[Stored data entries]
***
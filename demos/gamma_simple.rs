//! Smallest possible gamma comparison: two handwritten 2D images, classic
//! method, 3%G/3mm.

use gamma_core::{fmt, DataOffset, DataSpacing, GammaNormalization, GammaParameters, ImageData, ImagePlane};
use gamma_engine::{gamma_index_2d, GammaMethod};
use std::error::Error;

fn main() -> Result<(), Box<dyn Error>> {
    let ref_img = ImageData::from_image_2d(
        &[vec![0.93, 0.95], vec![0.97, 1.00]],
        DataOffset::new(0.0, 0.0, -1.0),
        DataSpacing::new(2.0, 2.0, 2.0),
    )?;
    let eval_img = ImageData::from_image_2d(
        &[vec![0.93, 0.96], vec![0.90, 1.02]],
        DataOffset::new(0.0, 1.0, 0.0),
        DataSpacing::new(2.0, 2.0, 2.0),
    )?;

    println!("Reference image:");
    println!("{}", fmt::image_2d_to_string(&ref_img.image_2d(0, ImagePlane::Axial)?, Some(2)));
    println!("Evaluated image:");
    println!("{}", fmt::image_2d_to_string(&eval_img.image_2d(0, ImagePlane::Axial)?, Some(2)));

    let params = GammaParameters {
        dd_threshold: 3.0,
        dta_threshold: 3.0,
        normalization: GammaNormalization::Global,
        global_norm_dose: ref_img.max(),
        dose_cutoff: 0.0,
        max_search_distance: 0.0,
        step_size: 0.0,
    };

    let result = gamma_index_2d(&ref_img, &eval_img, &params, GammaMethod::Classic)?;

    // expected:
    // [[0.471, 0.577],
    //  [1.106, 0.816]]
    println!("Gamma index image:");
    println!("{}", fmt::image_2d_to_string(&result.image_2d(0, ImagePlane::Axial)?, Some(3)));

    println!("GIPR: {:.2}%", result.passing_rate() * 100.0);
    println!("Gamma mean: {:.6}", result.mean_gamma());
    println!("Gamma min: {:.6}", result.min_gamma());
    println!("Gamma max: {:.6}", result.max_gamma());
    Ok(())
}
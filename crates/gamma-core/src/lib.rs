//! Core types for gamma index analysis of radiotherapy dose distributions.
//!
//! This crate provides the dose image container (`ImageData`) with its
//! positioned voxel grid, NaN-aware statistics, the gamma index parameter
//! record and the gamma result container. The computational kernels live in
//! the `gamma-engine` crate; file format support lives in `gamma-io`.

pub mod error;
pub mod fmt;
pub mod geometry;
pub mod image;
pub mod params;
pub mod result;
mod stats;

pub use error::ImageError;
pub use geometry::{Axis, DataOffset, DataSize, DataSpacing, ImagePlane};
pub use image::ImageData;
pub use params::{GammaNormalization, GammaParameters};
pub use result::GammaResult;
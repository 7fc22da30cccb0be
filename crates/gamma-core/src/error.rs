//! Errors reported by image construction and checked access.

use crate::geometry::DataSize;
use thiserror::Error;

#[derive(Error, Debug)]
pub enum ImageError {
    /// Ragged nested input, or a buffer whose length disagrees with the
    /// declared size.
    #[error("shape mismatch: {0}")]
    Shape(String),
    /// Non-positive spacing.
    #[error("spacing must be positive, got {0}")]
    Spacing(f32),
    /// Checked access outside the image.
    #[error("position ({frame}, {row}, {column}) out of bounds for size {size}")]
    Bounds {
        frame: u32,
        row: u32,
        column: u32,
        size: DataSize,
    },
}
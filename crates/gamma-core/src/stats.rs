//! Image statistics.
//!
//! Two families: NaN-propagating (`min` … `var`) and NaN-ignoring
//! (`nanmin` … `nanvar`, `nansize`). Sums, means and variances accumulate in
//! `f64` even though voxels are `f32`; variance is the population form,
//! computed from squared deviations about the mean.

use crate::image::ImageData;

impl ImageData {
    /// Minimum voxel value. NaN if the image contains any NaN.
    pub fn min(&self) -> f32 {
        if self.contains_nan() {
            return f32::NAN;
        }
        self.data().iter().copied().fold(f32::INFINITY, f32::min)
    }

    /// Maximum voxel value. NaN if the image contains any NaN.
    pub fn max(&self) -> f32 {
        if self.contains_nan() {
            return f32::NAN;
        }
        self.data().iter().copied().fold(f32::NEG_INFINITY, f32::max)
    }

    /// Sum of voxel values. NaN if the image contains any NaN.
    pub fn sum(&self) -> f64 {
        self.data().iter().map(|&v| v as f64).sum()
    }

    /// Mean of voxel values. NaN if the image contains any NaN.
    pub fn mean(&self) -> f64 {
        self.sum() / self.len() as f64
    }

    /// Population variance of voxel values. NaN if the image contains any NaN.
    pub fn var(&self) -> f64 {
        let mean = self.mean();
        let sq_dev: f64 = self.data().iter().map(|&v| (v as f64 - mean).powi(2)).sum();
        sq_dev / self.len() as f64
    }

    /// Minimum voxel value, ignoring NaNs. NaN if every voxel is NaN.
    pub fn nanmin(&self) -> f32 {
        let mut min = f32::NAN;
        for &v in self.data() {
            if !v.is_nan() && !(v >= min) {
                min = v;
            }
        }
        min
    }

    /// Maximum voxel value, ignoring NaNs. NaN if every voxel is NaN.
    pub fn nanmax(&self) -> f32 {
        let mut max = f32::NAN;
        for &v in self.data() {
            if !v.is_nan() && !(v <= max) {
                max = v;
            }
        }
        max
    }

    /// Sum of voxel values, ignoring NaNs.
    pub fn nansum(&self) -> f64 {
        self.data()
            .iter()
            .filter(|v| !v.is_nan())
            .map(|&v| v as f64)
            .sum()
    }

    /// Mean of voxel values, ignoring NaNs. NaN if every voxel is NaN.
    pub fn nanmean(&self) -> f64 {
        self.nansum() / self.nansize() as f64
    }

    /// Population variance of voxel values, ignoring NaNs. NaN if every voxel
    /// is NaN.
    pub fn nanvar(&self) -> f64 {
        let mean = self.nanmean();
        let sq_dev: f64 = self
            .data()
            .iter()
            .filter(|v| !v.is_nan())
            .map(|&v| (v as f64 - mean).powi(2))
            .sum();
        sq_dev / self.nansize() as f64
    }

    /// Number of non-NaN voxels.
    pub fn nansize(&self) -> usize {
        self.data().iter().filter(|v| !v.is_nan()).count()
    }
}

#[cfg(test)]
mod tests {
    use super::*;
    use crate::geometry::{DataOffset, DataSize, DataSpacing};
    use assert_approx_eq::assert_approx_eq;

    fn image(data: Vec<f32>) -> ImageData {
        let columns = data.len() as u32;
        ImageData::new(
            data,
            DataSize::new(1, 1, columns),
            DataOffset::new(0.0, 0.0, 0.0),
            DataSpacing::new(0.0, 1.0, 1.0),
        )
        .unwrap()
    }

    #[test]
    fn test_plain_statistics() {
        let img = image(vec![1.0, 2.0, 3.0, 4.0]);
        assert_eq!(img.min(), 1.0);
        assert_eq!(img.max(), 4.0);
        assert_eq!(img.sum(), 10.0);
        assert_eq!(img.mean(), 2.5);
        assert_eq!(img.var(), 1.25);
    }

    #[test]
    fn test_nan_propagates() {
        let img = image(vec![1.0, f32::NAN, 3.0]);
        assert!(img.min().is_nan());
        assert!(img.max().is_nan());
        assert!(img.sum().is_nan());
        assert!(img.mean().is_nan());
        assert!(img.var().is_nan());
    }

    #[test]
    fn test_nan_ignoring_statistics() {
        let img = image(vec![
            f32::NAN,
            0.5,
            0.2,
            0.0,
            1.0,
            0.2,
            f32::NAN,
            1.1,
            3.0,
            0.1,
            f32::NAN,
            f32::NAN,
        ]);
        assert_eq!(img.nansize(), 8);
        assert_eq!(img.len() - img.nansize(), 4);
        assert_eq!(img.nanmin(), 0.0);
        assert_eq!(img.nanmax(), 3.0);
        assert_approx_eq!(img.nansum(), 6.1, 1e-6);
        assert_approx_eq!(img.nanmean(), 0.7625, 1e-6);
        assert_approx_eq!(img.nanvar(), 0.86234375, 1e-6);
    }

    #[test]
    fn test_all_nan() {
        let img = image(vec![f32::NAN, f32::NAN]);
        assert_eq!(img.nansize(), 0);
        assert!(img.nanmin().is_nan());
        assert!(img.nanmax().is_nan());
        assert!(img.nanmean().is_nan());
        assert!(img.nanvar().is_nan());
        assert_eq!(img.nansum(), 0.0);
    }

    #[test]
    fn test_infinity_is_data() {
        let img = image(vec![1.0, f32::INFINITY]);
        assert_eq!(img.nanmax(), f32::INFINITY);
        assert_eq!(img.nansize(), 2);
    }
}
***
Only the number should be given: the count of lines in the entries that contain the string "with".

* [Expected answer]
2